* _Source material_:
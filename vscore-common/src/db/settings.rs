//! Runtime settings stored in the `settings` table
//!
//! Database-first configuration: every tuning value has a built-in default
//! that is written on first run, and a NULL value is reset to its default.

use crate::{Error, Result};
use sqlx::SqlitePool;
use std::str::FromStr;
use tracing::{info, warn};

/// Pointer to the snapshot that produced the live result table
pub const CURRENT_SNAPSHOT_KEY: &str = "current_model_snapshot";

/// Default values for every runtime setting
pub const DEFAULT_SETTINGS: &[(&str, &str)] = &[
    ("refresh_batch_size", "1000"),
    ("kmeans_n_init", "10"),
    ("kmeans_max_iterations", "300"),
    ("kmeans_tolerance", "0.0001"),
    ("kmeans_seed", "42"),
    ("silhouette_sample_limit", "5000"),
    ("snapshot_retention_count", "10"),
    ("db_max_lock_wait_ms", "5000"),
    ("db_lock_retry_ms", "250"),
];

/// Create the settings table
pub async fn create_settings_table(pool: &SqlitePool) -> Result<()> {
    sqlx::query(
        r#"
        CREATE TABLE IF NOT EXISTS settings (
            key TEXT PRIMARY KEY,
            value TEXT,
            updated_at TIMESTAMP NOT NULL DEFAULT CURRENT_TIMESTAMP
        )
        "#,
    )
    .execute(pool)
    .await?;

    Ok(())
}

/// Initialize or repair default settings
pub async fn init_default_settings(pool: &SqlitePool) -> Result<()> {
    for (key, default_value) in DEFAULT_SETTINGS {
        ensure_setting(pool, key, default_value).await?;
    }

    info!("Default settings initialized");
    Ok(())
}

/// Ensure a setting exists; a missing row is created and a NULL value reset
async fn ensure_setting(pool: &SqlitePool, key: &str, default_value: &str) -> Result<()> {
    let value: Option<Option<String>> =
        sqlx::query_scalar("SELECT value FROM settings WHERE key = ?")
            .bind(key)
            .fetch_optional(pool)
            .await?;

    match value {
        None => {
            // INSERT OR IGNORE: both services may initialize concurrently
            sqlx::query("INSERT OR IGNORE INTO settings (key, value) VALUES (?, ?)")
                .bind(key)
                .bind(default_value)
                .execute(pool)
                .await?;
            info!("Initialized setting '{}' with default value: {}", key, default_value);
        }
        Some(None) => {
            sqlx::query("UPDATE settings SET value = ?, updated_at = CURRENT_TIMESTAMP WHERE key = ?")
                .bind(default_value)
                .bind(key)
                .execute(pool)
                .await?;
            warn!("Setting '{}' was NULL, reset to default: {}", key, default_value);
        }
        Some(Some(_)) => {}
    }

    Ok(())
}

/// Raw setting value, if present and non-NULL
pub async fn get_setting_raw(pool: &SqlitePool, key: &str) -> Result<Option<String>> {
    let value: Option<Option<String>> =
        sqlx::query_scalar("SELECT value FROM settings WHERE key = ?")
            .bind(key)
            .fetch_optional(pool)
            .await?;

    Ok(value.flatten())
}

/// Typed setting with a fallback used when the row is missing or unparseable
pub async fn get_setting<T>(pool: &SqlitePool, key: &str, default: T) -> Result<T>
where
    T: FromStr,
{
    match get_setting_raw(pool, key).await? {
        Some(raw) => match raw.trim().parse::<T>() {
            Ok(value) => Ok(value),
            Err(_) => {
                warn!("Setting '{}' has invalid value '{}', using default", key, raw);
                Ok(default)
            }
        },
        None => Ok(default),
    }
}

/// Insert or replace a setting
pub async fn set_setting(pool: &SqlitePool, key: &str, value: &str) -> Result<()> {
    if key.trim().is_empty() {
        return Err(Error::InvalidInput("Setting key must not be empty".to_string()));
    }

    sqlx::query(
        "INSERT OR REPLACE INTO settings (key, value, updated_at) VALUES (?, ?, CURRENT_TIMESTAMP)",
    )
    .bind(key)
    .bind(value)
    .execute(pool)
    .await?;

    Ok(())
}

* _Task brief_:
Within the lines above, find those holding the word "info" and copy them.

* _Solution for this task_:
use tracing::{info, warn};
    info!("Default settings initialized");
            info!("Initialized setting '{}' with default value: {}", key, default_value);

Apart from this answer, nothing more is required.